## Exercise description
Copy every line of the entries that includes the word "struct".

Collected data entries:

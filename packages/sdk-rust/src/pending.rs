//! Co-signed creations waiting on the user's wallet.
//!
//! Between `prepare` and `complete` the orchestrator parks the claim, the
//! loaded credential and the co-signed transaction here, keyed by request
//! id. Entries expire; the sweeper hands expired entries back so their
//! claims can be released.

use std::time::Duration;

use chrono::{DateTime, Utc};
use dashmap::DashMap;
use solana_sdk::{pubkey::Pubkey, transaction::Transaction};
use tracing::{debug, warn};

use crate::credentials::Credential;
use crate::reservations::Claim;

/// Default time a user has to sign a prepared transaction.
pub const DEFAULT_PENDING_TTL: Duration = Duration::from_secs(300);

/// One parked creation.
#[derive(Debug)]
pub struct PendingEntry {
    pub request_id:  String,
    pub claim:       Claim,
    pub credential:  Credential,
    pub user_wallet: Pubkey,
    /// Co-signed, still missing the wallet signature.
    pub transaction: Transaction,
    pub created_at:  DateTime<Utc>,
    pub expires_at:  DateTime<Utc>,
}

impl PendingEntry {
    pub fn is_expired_at(&self, now: DateTime<Utc>) -> bool {
        now >= self.expires_at
    }
}

/// Request-id keyed map of [`PendingEntry`] values.
pub struct PendingCreations {
    entries: DashMap<String, PendingEntry>,
    ttl:     Duration,
}

impl PendingCreations {
    pub fn new(ttl: Duration) -> Self {
        Self { entries: DashMap::new(), ttl }
    }

    pub fn ttl(&self) -> Duration {
        self.ttl
    }

    /// Expiry for an entry created at `now`.
    pub fn expiry_from(&self, now: DateTime<Utc>) -> DateTime<Utc> {
        let ttl = chrono::Duration::from_std(self.ttl)
            .unwrap_or_else(|_| chrono::Duration::seconds(DEFAULT_PENDING_TTL.as_secs() as i64));
        now + ttl
    }

    pub fn insert(&self, entry: PendingEntry) {
        debug!(request_id = %entry.request_id, mint = %entry.credential.pubkey(), "creation parked");
        self.entries.insert(entry.request_id.clone(), entry);
    }

    /// Remove and return an entry. Expired entries are returned too; the
    /// caller decides what to do with them.
    pub fn take(&self, request_id: &str) -> Option<PendingEntry> {
        self.entries.remove(request_id).map(|(_, entry)| entry)
    }

    pub fn contains(&self, request_id: &str) -> bool {
        self.entries.contains_key(request_id)
    }

    pub fn len(&self) -> usize {
        self.entries.len()
    }

    pub fn is_empty(&self) -> bool {
        self.entries.is_empty()
    }

    /// Remove every expired entry and return them.
    pub fn remove_expired(&self) -> Vec<PendingEntry> {
        let now = Utc::now();
        let expired: Vec<String> = self
            .entries
            .iter()
            .filter(|e| e.value().is_expired_at(now))
            .map(|e| e.key().clone())
            .collect();

        expired
            .into_iter()
            .filter_map(|id| self.entries.remove_if(&id, |_, e| e.is_expired_at(now)))
            .map(|(id, entry)| {
                warn!(
                    request_id = %id,
                    user_wallet = %entry.user_wallet,
                    waited_secs = (now - entry.created_at).num_seconds(),
                    "pending creation expired"
                );
                entry
            })
            .collect()
    }
}

impl Default for PendingCreations {
    fn default() -> Self {
        Self::new(DEFAULT_PENDING_TTL)
    }
}
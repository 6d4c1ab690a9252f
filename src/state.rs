//! Shared application state injected into every handler.

use std::sync::Arc;

use crate::api::middleware::auth::BasicCredentials;
use crate::application::services::UrlService;
use crate::domain::repositories::UrlRepository;

/// State cloned into each request.
///
/// The storage handle lives inside [`UrlService`]; there is no process-wide
/// singleton, so tests build their own state around any repository.
#[derive(Clone)]
pub struct AppState {
    pub url_service: Arc<UrlService<dyn UrlRepository>>,
    pub credentials: Arc<BasicCredentials>,
}

impl AppState {
    pub fn new(
        repository: Arc<dyn UrlRepository>,
        alias_length: usize,
        credentials: BasicCredentials,
    ) -> Self {
        Self {
            url_service: Arc::new(UrlService::new(repository, alias_length)),
            credentials: Arc::new(credentials),
        }
    }
}
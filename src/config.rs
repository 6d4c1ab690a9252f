//! Application configuration loaded from environment variables.
//!
//! Configuration is loaded once at startup and validated before the server starts.
//! A `.env` file in the working directory is honored (see `main.rs`).
//!
//! ## Required Variables
//!
//! - `HTTP_USER` / `HTTP_PASSWORD` - Basic auth credentials for `/url` routes
//!
//! ## Optional Variables
//!
//! - `APP_ENV` - `local`, `dev` or `prod` (default: `local`)
//! - `LISTEN` - Bind address (default: `127.0.0.1:8080`)
//! - `STORAGE_PATH` - SQLite file, `sqlite:` URL or `:memory:`
//!   (default: `storage/sqlite/urls.db`)
//! - `HTTP_TIMEOUT` - Request timeout in seconds (default: 4)
//! - `ALIAS_LENGTH` - Length of generated aliases (default: 6, range: 4-32)
//! - `DB_MAX_CONNECTIONS` - SQLite pool size (default: 10)
//! - `RUST_LOG` - Log filter (default: `debug` for local/dev, `info` for prod)
//! - `LOG_FORMAT` - `text` or `json` (default: `text` for local, `json` otherwise)

use anyhow::{Context, Result};
use std::env;
use std::time::Duration;

use crate::utils::alias_generator::{DEFAULT_ALIAS_LENGTH, GENERATED_ALIAS_LENGTHS};

/// Deployment environment; selects logging defaults.
#[derive(Debug, Clone, Copy, PartialEq, Eq)]
pub enum AppEnv {
    Local,
    Dev,
    Prod,
}

impl AppEnv {
    /// Parses `APP_ENV`. Unknown values fall back to [`AppEnv::Prod`] so a
    /// typo never enables debug logging in production.
    pub fn parse(value: &str) -> Self {
        match value.to_ascii_lowercase().as_str() {
            "local" => AppEnv::Local,
            "dev" => AppEnv::Dev,
            _ => AppEnv::Prod,
        }
    }

    pub fn as_str(&self) -> &'static str {
        match self {
            AppEnv::Local => "local",
            AppEnv::Dev => "dev",
            AppEnv::Prod => "prod",
        }
    }

    fn default_log_level(&self) -> &'static str {
        match self {
            AppEnv::Local | AppEnv::Dev => "debug",
            AppEnv::Prod => "info",
        }
    }

    fn default_log_format(&self) -> &'static str {
        match self {
            AppEnv::Local => "text",
            AppEnv::Dev | AppEnv::Prod => "json",
        }
    }
}

/// Service configuration loaded from environment variables.
#[derive(Debug, Clone)]
pub struct Config {
    pub env: AppEnv,
    pub listen_addr: String,
    pub storage_path: String,
    pub http_user: String,
    pub http_password: String,
    /// Upper bound for handling a single request.
    pub request_timeout: Duration,
    pub alias_length: usize,
    pub db_max_connections: u32,
    pub log_level: String,
    pub log_format: String,
}

impl Config {
    /// Loads configuration from environment variables.
    ///
    /// # Errors
    ///
    /// Returns an error if the basic auth credentials are missing.
    pub fn from_env() -> Result<Self> {
        let env = AppEnv::parse(&env::var("APP_ENV").unwrap_or_else(|_| "local".to_string()));

        let listen_addr = env::var("LISTEN").unwrap_or_else(|_| "127.0.0.1:8080".to_string());
        let storage_path =
            env::var("STORAGE_PATH").unwrap_or_else(|_| "storage/sqlite/urls.db".to_string());

        let http_user = env::var("HTTP_USER").context("HTTP_USER must be set")?;
        let http_password = env::var("HTTP_PASSWORD").context("HTTP_PASSWORD must be set")?;

        let request_timeout = Duration::from_secs(parse_or("HTTP_TIMEOUT", 4));
        let alias_length = parse_or("ALIAS_LENGTH", DEFAULT_ALIAS_LENGTH);
        let db_max_connections = parse_or("DB_MAX_CONNECTIONS", 10);

        let log_level =
            env::var("RUST_LOG").unwrap_or_else(|_| env.default_log_level().to_string());
        let log_format =
            env::var("LOG_FORMAT").unwrap_or_else(|_| env.default_log_format().to_string());

        Ok(Self {
            env,
            listen_addr,
            storage_path,
            http_user,
            http_password,
            request_timeout,
            alias_length,
            db_max_connections,
            log_level,
            log_format,
        })
    }

    /// Validates the configuration.
    ///
    /// # Errors
    ///
    /// Returns an error if:
    /// - `listen_addr` is not `host:port`
    /// - `storage_path` is empty
    /// - credentials are empty
    /// - `request_timeout` is zero
    /// - `alias_length` is outside 4-32
    /// - `db_max_connections` is zero
    /// - `log_format` is not `text` or `json`
    pub fn validate(&self) -> Result<()> {
        if !self.listen_addr.contains(':') {
            anyhow::bail!(
                "LISTEN must be in format 'host:port', got '{}'",
                self.listen_addr
            );
        }

        if self.storage_path.trim().is_empty() {
            anyhow::bail!("STORAGE_PATH must not be empty");
        }

        if self.http_user.is_empty() || self.http_password.is_empty() {
            anyhow::bail!("HTTP_USER and HTTP_PASSWORD must not be empty");
        }

        if self.request_timeout.is_zero() {
            anyhow::bail!("HTTP_TIMEOUT must be greater than 0");
        }

        check_alias_length(self.alias_length)?;

        if self.db_max_connections == 0 {
            anyhow::bail!("DB_MAX_CONNECTIONS must be at least 1");
        }

        if self.log_format != "text" && self.log_format != "json" {
            anyhow::bail!(
                "LOG_FORMAT must be 'text' or 'json', got '{}'",
                self.log_format
            );
        }

        Ok(())
    }

    /// Prints configuration summary (without sensitive data).
    pub fn print_summary(&self) {
        tracing::info!("Configuration loaded:");
        tracing::info!("  Environment: {}", self.env.as_str());
        tracing::info!("  Listen address: {}", self.listen_addr);
        tracing::info!("  Storage: {}", self.storage_path);
        tracing::info!("  Basic auth user: {} (password: ***)", self.http_user);
        tracing::info!("  Request timeout: {}s", self.request_timeout.as_secs());
        tracing::info!("  Alias length: {}", self.alias_length);
        tracing::info!("  Log level: {}", self.log_level);
        tracing::info!("  Log format: {}", self.log_format);
    }
}

/// Reads and parses a variable, falling back to `default` when it is unset
/// or unparsable.
fn parse_or<T: std::str::FromStr>(name: &str, default: T) -> T {
    env::var(name)
        .ok()
        .and_then(|v| v.parse().ok())
        .unwrap_or(default)
}

fn check_alias_length(alias_length: usize) -> Result<()> {
    if !GENERATED_ALIAS_LENGTHS.contains(&alias_length) {
        anyhow::bail!(
            "ALIAS_LENGTH must be between {} and {}, got {}",
            GENERATED_ALIAS_LENGTHS.start(),
            GENERATED_ALIAS_LENGTHS.end(),
            alias_length
        );
    }
    Ok(())
}

/// Reads `ALIAS_LENGTH` alone, for tools that do not need the full
/// server configuration.
///
/// # Errors
///
/// Returns an error if the value is outside the accepted range.
pub fn alias_length_from_env() -> Result<usize> {
    let alias_length = parse_or("ALIAS_LENGTH", DEFAULT_ALIAS_LENGTH);
    check_alias_length(alias_length)?;
    Ok(alias_length)
}

/// Loads and validates configuration from environment variables.
///
/// # Errors
///
/// Returns an error if required variables are missing or validation fails.
///
/// # Note
///
/// This function expects environment variables to be already loaded
/// (e.g., via `dotenvy::dotenv()` in `main.rs`).
pub fn load_from_env() -> Result<Config> {
    let config = Config::from_env()?;
    config.validate()?;
    Ok(config)
}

## Task output
pub struct PendingEntry {
pub struct PendingCreations {
pub struct AppState {
pub struct Config {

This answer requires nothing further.